Outro ponto que venho observando são meninos com opiniões contrarias às da maioria, mas com medo de questionar, por causa do julgamento do seu ciclo social.  Perguntei para alguns amigos se eles já passaram por uma situação similar e todos disseram que sim. Falaram também que se sentem muito mal por não conseguirem dizer nada e tem vontade de sair do ambiente quando uma situação machista acontece.

Na minha sala, mesmo que minimamente, senti um progresso. Sei que com apenas uma discussão não conseguiríamos mudar os pensamentos deles, mas só deste assunto ter sido discutido, acredito que isso provocará questionamentos na cabeça de alguns”, por Adara. 

 

O papel da educação

Minha atuação atual é distante da educação escolar, apesar do papel educador que levamos às pessoas nos territórios (em sua maioria mulheres) nas formações que acontecem nos projetos. Mas, como mulher, posso dizer que é sempre difícil fazer este movimento, dar o passo da desconstrução, do questionamento. Muitas vezes caímos no confronto – o que pode ser necessário em casos extremos, mas que em boa parte cola o interlocutor em uma posição defensiva e de reforço da sua postura. Seguir pelo caminho do diálogo* é difícil, mas é mais do que urgente e necessário que tenhamos espaços qualificados com essa abertura desde cedo. E o ambiente escolar é parte fundamental disso.

Na Raízes, vemos e enfrentamos diariamente em nossos projetos os desafios das mulheres pela luta por equidade de gênero. É sobre isso também o Dona do Meu Fluxo, nosso projeto próprio. É sobre reconhecer as peculiaridades patriarcais que já existem na sociedade antes mesmo da gente nascer, enxergar estes aspectos que nos oprimem e agir pela mudança.

Hoje, para mim, é um alento ver as gerações mais jovens se envolvendo nestas questões de gênero cada vez mais cedo.
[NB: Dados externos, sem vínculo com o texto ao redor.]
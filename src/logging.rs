//! Logging utilities wrapping `tracing` initialisation

use crate::config::{LogRotation, LoggingOptions};
use crate::error::{Error, Result};
use std::fs::OpenOptions;
use std::io;
use std::path::Path;
use std::sync::OnceLock;
use tracing::Subscriber;
use tracing_appender::non_blocking::{self, WorkerGuard};
use tracing_appender::rolling;
use tracing_subscriber::fmt::time::UtcTime;
use tracing_subscriber::layer::{Layered, SubscriberExt};
use tracing_subscriber::registry::LookupSpan;
use tracing_subscriber::util::SubscriberInitExt;
use tracing_subscriber::{EnvFilter, Layer, Registry, fmt};

static FILE_GUARD: OnceLock<WorkerGuard> = OnceLock::new();

/// Initialise the global tracing subscriber according to the provided logging options.
///
/// Subsequent calls are ignored to avoid reinitialisation panics.
pub fn init(options: &LoggingOptions) -> Result<()> {
    if tracing::dispatcher::has_been_set() {
        // Already configured by tests or caller; nothing to do.
        return Ok(());
    }

    let level = std::env::var("SCANPLAY_LOG_LEVEL").unwrap_or_else(|_| options.level.clone());
    let env_filter = EnvFilter::try_new(level.as_str())
        .map_err(|e| Error::Config(format!("Invalid log level '{level}': {e}")))?;

    if let Some(file_layer) = file_layer::<LayeredEnvFilter>(options)? {
        Registry::default()
            .with(env_filter)
            .with(file_layer)
            .with(stdout_layer::<_>(options.color))
            .try_init()
            .map_err(|e| Error::Config(format!("Failed to install tracing subscriber: {e}")))
    } else {
        Registry::default()
            .with(env_filter)
            .with(stdout_layer::<LayeredEnvFilter>(options.color))
            .try_init()
            .map_err(|e| Error::Config(format!("Failed to install tracing subscriber: {e}")))
    }
}

type LayeredEnvFilter = Layered<EnvFilter, Registry>;
type BoxedLayer<S> = Box<dyn Layer<S> + Send + Sync + 'static>;

fn file_layer<S>(options: &LoggingOptions) -> Result<Option<BoxedLayer<S>>>
where
    S: Subscriber + for<'span> LookupSpan<'span> + Send + Sync + 'static,
{
    let path = match options.file.as_ref() {
        Some(path) => path,
        None => return Ok(None),
    };

    let dir = path
        .parent()
        .filter(|p| !p.as_os_str().is_empty())
        .unwrap_or_else(|| Path::new("."));
    std::fs::create_dir_all(dir).map_err(|e| {
        Error::Config(format!(
            "Failed to create log directory {}: {e}",
            dir.display()
        ))
    })?;

    let (non_blocking, guard) = match options.rotation {
        Some(rotation) => {
            let file_name = path.file_name().ok_or_else(|| {
                Error::Config(format!(
                    "Log file path '{}' must include a filename when rotation is enabled",
                    path.display()
                ))
            })?;

            let appender = match rotation {
                LogRotation::Hourly => rolling::hourly(dir, file_name),
                LogRotation::Daily => rolling::daily(dir, file_name),
            };

            non_blocking::NonBlockingBuilder::default()
                .lossy(false)
                .finish(appender)
        }
        None => {
            let file = OpenOptions::new()
                .append(true)
                .create(true)
                .open(path)
                .map_err(|e| {
                    Error::Config(format!("Failed to open log file {}: {e}", path.display()))
                })?;

            non_blocking::NonBlockingBuilder::default()
                .lossy(false)
                .finish(file)
        }
    };
    // Store guard to keep background thread alive.
    let _ = FILE_GUARD.set(guard);

    Ok(Some(
        fmt::layer()
            .with_timer(UtcTime::rfc_3339())
            .with_ansi(false)
            .with_writer(non_blocking)
            .with_target(true)
            .with_level(true)
            .boxed(),
    ))
}

fn stdout_layer<S>(color: bool) -> BoxedLayer<S>
where
    S: Subscriber + for<'span> LookupSpan<'span> + Send + Sync + 'static,
{
    fmt::layer()
        .with_timer(UtcTime::rfc_3339())
        .with_writer(|| io::stdout())
        .with_ansi(color)
        .with_target(true)
        .with_level(true)
        .boxed()
}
Deixo aqui também o meu desejo de que as nossas meninas sigam resilientes e que consigamos apoiá-las a romper os ciclos de opressão e machismo em todas as camadas da sociedade!

 

*Uma ferramenta que pode nos apoiar na construção de um diálogo mais qualificado são os Níveis de Escuta da Teoria U, uma das metodologias de Inovação Social que incorporamos em nossa atuação.